◆ **Input data**:

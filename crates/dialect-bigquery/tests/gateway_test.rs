use std::sync::{Arc, Mutex, PoisonError};

use chrono::{TimeZone, Utc};
use quarry_core::{
    ColumnDescriptor, DeleteOptions, Entity, Error, ExecutionError, RelationalType, Row,
    SaveListener, SaveOptions, SaveOutcome, SchemaRegistry, TableSchema, TypeCoercionError, Value,
};
use quarry_dialect_bigquery::{TableGateway, TimestampBehavior};
use quarry_testkit::{users_result_schema, users_table_fixture};

#[path = "support/warehouse_fixture.rs"]
mod warehouse_fixture;

use warehouse_fixture::WarehouseFixture;

#[derive(Debug, Default)]
struct RecordingListener {
    events: Mutex<Vec<String>>,
}

impl RecordingListener {
    fn events(&self) -> Vec<String> {
        self.events
            .lock()
            .unwrap_or_else(PoisonError::into_inner)
            .clone()
    }

    fn record(&self, event: impl Into<String>) {
        self.events
            .lock()
            .unwrap_or_else(PoisonError::into_inner)
            .push(event.into());
    }
}

impl SaveListener for RecordingListener {
    fn before_save(&self, _entity: &mut Entity, options: &SaveOptions) -> quarry_core::Result<()> {
        self.record(format!("before_save atomic={}", options.atomic));
        Ok(())
    }

    fn after_save(&self, _entity: &Entity, _options: &SaveOptions) {
        self.record("after_save");
    }

    fn save_error(&self, _entity: &Entity, _options: &SaveOptions, error: &Error) {
        self.record(format!("save_error: {error}"));
    }
}

/// Stamps a field, then refuses the save.
#[derive(Debug)]
struct TenantGuard;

◆ **Work required**: Every line above should be retyped exactly as given.

◆ **Result**:
filename crates/dialect-bigquery/tests/gateway_test.rs
use std::sync::{Arc, Mutex, PoisonError};

use chrono::{TimeZone, Utc};
use quarry_core::{
    ColumnDescriptor, DeleteOptions, Entity, Error, ExecutionError, RelationalType, Row,
    SaveListener, SaveOptions, SaveOutcome, SchemaRegistry, TableSchema, TypeCoercionError, Value,
};
use quarry_dialect_bigquery::{TableGateway, TimestampBehavior};
use quarry_testkit::{users_result_schema, users_table_fixture};

#[path = "support/warehouse_fixture.rs"]
mod warehouse_fixture;

use warehouse_fixture::WarehouseFixture;

#[derive(Debug, Default)]
struct RecordingListener {
    events: Mutex<Vec<String>>,
}

impl RecordingListener {
    fn events(&self) -> Vec<String> {
        self.events
            .lock()
            .unwrap_or_else(PoisonError::into_inner)
            .clone()
    }

    fn record(&self, event: impl Into<String>) {
        self.events
            .lock()
            .unwrap_or_else(PoisonError::into_inner)
            .push(event.into());
    }
}

impl SaveListener for RecordingListener {
    fn before_save(&self, _entity: &mut Entity, options: &SaveOptions) -> quarry_core::Result<()> {
        self.record(format!("before_save atomic={}", options.atomic));
        Ok(())
    }

    fn after_save(&self, _entity: &Entity, _options: &SaveOptions) {
        self.record("after_save");
    }

    fn save_error(&self, _entity: &Entity, _options: &SaveOptions, error: &Error) {
        self.record(format!("save_error: {error}"));
    }
}

/// Stamps a field, then refuses the save.
#[derive(Debug)]
struct TenantGuard;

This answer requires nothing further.